Does the review qualify as inappropriate in Google’s eyes? Getting rid of a Google review is not necessarily simple, but it isn’t impossible either.  Google only removes reviews if the reviewer breaks one of Google’s user policies. 

Google Review Policies:

  1. Spam and fake content that is posted to manipulate ratings. This includes posting multiple times, including from different accounts.
  2. Off-topic posts that are general in nature, such as political commentary or personal rants.
  3. Promoting actions be taken or items purchased that fail to comply with local legal regulations. Such restricted content includes promoting alcohol, gambling, guns, pharmaceuticals, adult services, and more. 
  4. Illegal or depict illegal activity, such as copyrighted content, endangered animal products, graphic violence, human trafficking, etc.
  5. Terrorist in nature.
  6. Sexually explicit or in any way sexually exploits children.
  7. Offensive, obscene, or profane.
  8. Dangerous, considered harassment or intimidating, or that incite hatred.
  9. Impersonating others or having false representation.
  10. Dishonest or biased. This includes posting reviews of your own business (or having a current or former employee do it for you) and trying to manipulate a competitor’s ratings.

So, does this review qualify for deletion under any of these policies? In this instance, our review does not qualify for removal.  If you believe, after reviewing the policies, your business can prove the reviewer broke one of Google’s policies, you have a chance to present your case. I’ve included an abbreviated overview of how to contact Google support below.

To contact Google’s support for small businesses:

  1. Go to Small Business Support
  2. Scroll down and select “contact us”
  3. Select “customer reviews and photos,” and then “manage customer reviews”
  4. Choose to receive help via phone, web chat, or email

Using any of these methods, one can expect help within 24 hours. If the practice chooses to contact Google via email or chat, it is helpful to have a screenshot of the review in question ready to go.

When the Google support team reaches out, it is up to the practice to explain why the review should be removed.
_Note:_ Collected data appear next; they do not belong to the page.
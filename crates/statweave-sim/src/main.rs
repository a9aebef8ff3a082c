//! statweave-sim - runs the reference simulation headless.
//!
//! Usage: `statweave-sim [config.json]`. Without a config file the defaults
//! are used. Logging follows `RUST_LOG` (default `info`).

use std::path::PathBuf;
use std::time::{Duration, Instant};

use anyhow::Context;
use tracing::info;
use tracing_subscriber::EnvFilter;

use statweave_sim::prelude::*;

fn main() -> anyhow::Result<()> {
    tracing_subscriber::fmt()
        .with_env_filter(EnvFilter::try_from_default_env().unwrap_or_else(|_| EnvFilter::new("info")))
        .init();

    let config = match std::env::args_os().nth(1).map(PathBuf::from) {
        Some(path) => SimConfig::load(&path)
            .with_context(|| format!("loading config from {}", path.display()))?,
        None => {
            info!("no config file given, using defaults");
            SimConfig::default()
        }
    };

    let ticks = config.ticks;
    let mut sim = build_simulation(config).context("building simulation")?;
    info!(
        ticks,
        seed = sim.state().config().seed,
        population = sim.state().config().population,
        headless = sim.is_headless(),
        "starting simulation"
    );

    let started = Instant::now();
    let pace = Duration::from_secs_f64(sim.fixed_dt());
    for _ in 0..ticks {
        sim.tick()
            .with_context(|| format!("tick {} failed", sim.tick_count()))?;
        if !sim.is_headless() {
            std::thread::sleep(pace);
        }
    }

    let summary = sim.summary();
    info!(
        elapsed_ms = started.elapsed().as_millis() as u64,
        entities = summary.entities,
        spawned = summary.totals.spawned,
        destroyed = summary.totals.destroyed,
        modifiers_added = summary.totals.modifiers_added,
        modifiers_removed = summary.totals.modifiers_removed,
        state_hash = %summary.state_hash,
        "simulation finished"
    );
    println!("{}", serde_json::to_string_pretty(&summary)?);
    Ok(())
}
impl StatWorld {
    pub fn new() -> Self {
        Self {
            id: NEXT_WORLD_ID.fetch_add(1, Ordering::Relaxed),
            epoch: 0,
            allocator: EntityAllocator::new(),
            registry: StatTypeRegistry::new(),
            layouts: Vec::new(),
            slots: Vec::new(),
        }
    }

    pub fn binding(&self) -> WorldBinding {
        WorldBinding {
            world: self.id,
            epoch: self.epoch,
        }
    }

    pub fn epoch(&self) -> u64 {
        self.epoch
    }

    pub fn registry(&self) -> &StatTypeRegistry {
        &self.registry
    }

    pub fn register_stat_type(&mut self, name: &str) -> StatTypeId {
        self.registry.register(name)
    }

    /// Register a layout that entities can be spawned with.
    ///
    /// # Panics
    ///
    /// Panics if the layout names a stat type this world never registered.
    pub fn register_layout(&mut self, layout: StatLayout) -> LayoutId {
        for &stat_type in layout.types() {
            assert!(
                self.registry.get_info(stat_type).is_some(),
                "layout uses unregistered stat type {stat_type:?}"
            );
        }
        let id = LayoutId(self.layouts.len() as u32);
        self.layouts.push(layout);
        id
    }

    pub fn layout(&self, id: LayoutId) -> Option<&StatLayout> {
        self.layouts.get(id.0 as usize)
    }

    // -- entity lifecycle ---------------------------------------------------

    /// Spawn an entity whose stats start at the layout's default bases.
    pub fn spawn(&mut self, layout: LayoutId) -> Result<EntityId, StatError> {
        let stat_layout = self
            .layouts
            .get(layout.0 as usize)
            .ok_or(StatError::UnknownLayout { layout })?;
        let stats = EntityStats::new(layout, stat_layout);

        let entity = self.allocator.allocate();
        let idx = entity.index() as usize;
        if idx >= self.slots.len() {
            self.slots.resize_with(idx + 1, || None);
        }
        self.slots[idx] = Some(stats);
        self.epoch += 1;

        debug!(entity = ?entity, ?layout, "entity spawned");
        Ok(entity)
    }

    /// Destroy an entity and everything that references its stats.
    ///
    /// Modifiers sourced from the entity's stats are removed from their
    /// targets, which are recomputed. Observer entries registered on other
    /// entities by the entity's own modifiers are removed. Handles cached to
    /// any removed modifier become stale.
    pub fn despawn(&mut self, entity: EntityId) -> Result<(), StatError> {
        if !self.allocator.is_alive(entity) {
            return Err(StatError::StaleEntity { entity });
        }
        let stats = self.slots[entity.index() as usize]
            .take()
            .ok_or(StatError::StaleEntity { entity })?;

        // Entities with modifiers sourced from the dying entity.
        let dependents: BTreeSet<EntityId> = stats
            .observers
            .iter()
            .map(|entry| entry.target.entity)
            .filter(|&target| target != entity)
            .collect();

        let mut affected: Vec<StatHandle> = Vec::new();
        for &target in &dependents {
            let Some(target_stats) = self.slot_mut(target) else {
                continue;
            };
            target_stats.modifiers.retain(|entry| {
                let sourced_here = matches!(
                    entry.modifier.source,
                    ModifierSource::Stat(source) if source.entity == entity
                );
                if sourced_here {
                    affected.push(StatHandle::new(target, entry.stat));
                }
                !sourced_here
            });
        }

        // Observer entries the dying entity's own modifiers left elsewhere.
        for entry in &stats.modifiers {
            if let ModifierSource::Stat(source) = entry.modifier.source {
                if source.entity == entity {
                    continue;
                }
                let observed = StatHandle::new(entity, entry.stat);
                if let Some(source_stats) = self.slot_mut(source.entity) {
                    source_stats.remove_observer(source.index, observed);
                }
            }
        }

        let freed = self.allocator.deallocate(entity);
        debug_assert!(freed, "liveness was checked on entry");
        self.epoch += 1;

        affected.sort_unstable();
        affected.dedup();
        let mut scratch = Scratch::with_capacity(affected.len());
        for &handle in &affected {
            let mut guard = ScratchGuard::new(&mut scratch, affected.len());
            collect_dependents(&*self, handle, &mut guard)?;
            recompute_ordered(self, &mut guard)?;
        }

        debug!(
            entity = ?entity,
            dropped_modifiers = stats.modifiers.len(),
            recomputed = affected.len(),
            "entity despawned"
        );
        Ok(())
    }

    pub fn is_alive(&self, entity: EntityId) -> bool {
        self.allocator.is_alive(entity)
    }

    pub fn entity_count(&self) -> usize {
        self.allocator.alive_count()
    }

    /// All live entities, in slot order.
    pub fn entities(&self) -> Vec<EntityId> {
        self.allocator
            .live_in(0..self.allocator.slot_count() as u32)
            .collect()
    }

    // -- lookups ------------------------------------------------------------

    pub fn entity_stats(&self, entity: EntityId) -> Option<&EntityStats> {
        if !self.allocator.is_alive(entity) {
            return None;
        }
        self.slots.get(entity.index() as usize)?.as_ref()
    }

    fn slot_mut(&mut self, entity: EntityId) -> Option<&mut EntityStats> {
        if !self.allocator.is_alive(entity) {
            return None;
        }
        self.slots.get_mut(entity.index() as usize)?.as_mut()
    }

    pub fn layout_of(&self, entity: EntityId) -> Option<LayoutId> {
        self.entity_stats(entity).map(EntityStats::layout)
    }

    /// Index of `stat_type` in the entity's layout.
    ///
    /// Returns [`StatIndex::INVALID`] when the entity is dead or its layout
    /// lacks the type.
    pub fn stat_index(&self, entity: EntityId, stat_type: StatTypeId) -> StatIndex {
        self.layout_of(entity)
            .and_then(|layout| self.layout(layout))
            .map_or(StatIndex::INVALID, |layout| layout.index_of(stat_type))
    }

    pub fn stat_handle(&self, entity: EntityId, stat_type: StatTypeId) -> Option<StatHandle> {
        let index = self.stat_index(entity, stat_type);
        index.is_valid().then(|| StatHandle::new(entity, index))
    }

    pub fn modifier_count(&self, entity: EntityId) -> Option<usize> {
        self.entity_stats(entity).map(EntityStats::modifier_count)
    }

    // -- batches ------------------------------------------------------------

    /// Split the world into disjoint mutable views of `batch_size` slots.
    ///
    /// # Panics
    ///
    /// Panics if `batch_size` is zero.
    pub fn batches(&mut self, batch_size: usize) -> Vec<StatBatch<'_>> {
        assert!(batch_size > 0, "batch size must be positive");
        let binding = self.binding();
        let Self {
            allocator, slots, ..
        } = self;
        let allocator: &EntityAllocator = allocator;
        slots
            .chunks_mut(batch_size)
            .enumerate()
            .map(move |(i, chunk)| StatBatch {
                binding,
                start: i * batch_size,
                allocator,
                slots: chunk,
            })
            .collect()
    }
}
Be ready to explain why the review is in violation of policy and defend your request to get it removed.

CLICK THIS LINK to request to delete a review from Google.

Step Three: Respond

If having Google remove the review isn’t going to work for the practice, the easiest way to have a review removed is having the patient remove it themself.  Typically, this is accomplished by contacting the patient offline with hopes to better understand what happened and find a way to resolve the issue.  Where this approach can become risky is when a well-meaning practice representative accidentally validates a patient’s claim during the casual phone conversation, for instance, by apologizing for the incident or mishap.  Apologizing opens the door, if only a crack, to admission in a malpractice action and trying to have the patient see it “your way” may inflame the patient instead of inspiring them to remove a post. 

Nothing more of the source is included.